The banjo is an American instrument that has its roots in African stringed instruments fashioned from special sticks of bamboo combined with gourds. It is well known as a crucially defining component of old-time music, bluegrass music, and late-era minstrel performances. Thus enters Woody Sullender, self-styled as Uncle Woody Sullender in direct reference to the legacy of critical folk musicians like Uncle Dave Macon and Uncle Bunt Stevens. Sullender takes the banjo — and the host of beliefs and circumstances that place the banjo in a peculiar socio-political corner — and attempts to use it in ways that may seem incongruous with its traditional or popular role in music history; he turns it into an instrument of free jazz and improv.

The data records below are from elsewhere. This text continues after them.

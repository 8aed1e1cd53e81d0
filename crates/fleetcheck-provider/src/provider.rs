//! The provider trait consumed by the check session.

use fleetcheck_core::{GroupDescription, InstanceDescription, ScheduledAction};

use crate::error::ProviderResult;

/// Source of raw fleet state.
///
/// Implementations own all I/O, credentials and retries. Every call returns
/// an already-materialized value; the validation core never blocks on a
/// provider.
pub trait FleetStateProvider {
    /// Check the credentials the provider was constructed with.
    fn validate_credentials(&self) -> ProviderResult<()>;

    /// Look up a scaling group by name.
    fn describe_group(&self, name: &str) -> ProviderResult<GroupDescription>;

    /// Look up launch time and configuration of one instance.
    fn describe_instance(&self, instance_id: &str) -> ProviderResult<InstanceDescription>;

    /// Scheduled actions registered for a group. An empty list is not an error.
    fn describe_scheduled_actions(&self, group: &str) -> ProviderResult<Vec<ScheduledAction>>;
}

impl<P: FleetStateProvider + ?Sized> FleetStateProvider for &P {
    fn validate_credentials(&self) -> ProviderResult<()> {
        (**self).validate_credentials()
    }

    fn describe_group(&self, name: &str) -> ProviderResult<GroupDescription> {
        (**self).describe_group(name)
    }

    fn describe_instance(&self, instance_id: &str) -> ProviderResult<InstanceDescription> {
        (**self).describe_instance(instance_id)
    }

    fn describe_scheduled_actions(&self, group: &str) -> ProviderResult<Vec<ScheduledAction>> {
        (**self).describe_scheduled_actions(group)
    }
}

Sullender has serious ideas about the role the banjo has played. [His own manifesto->http://deadceo.com/unclewoody/page.php?page=writing] gives a downright scholarly analysis of the banjo as a distinctly Southern instrument with socio-cultural and political underpinnings. He argues that the banjo is inextricably tied to the folk tradition of Appalachia and the slave trade. In this context, it becomes not just a product of slavery, but also a product of Northern attitudes that have shaped contemporary attitudes towards the instrument.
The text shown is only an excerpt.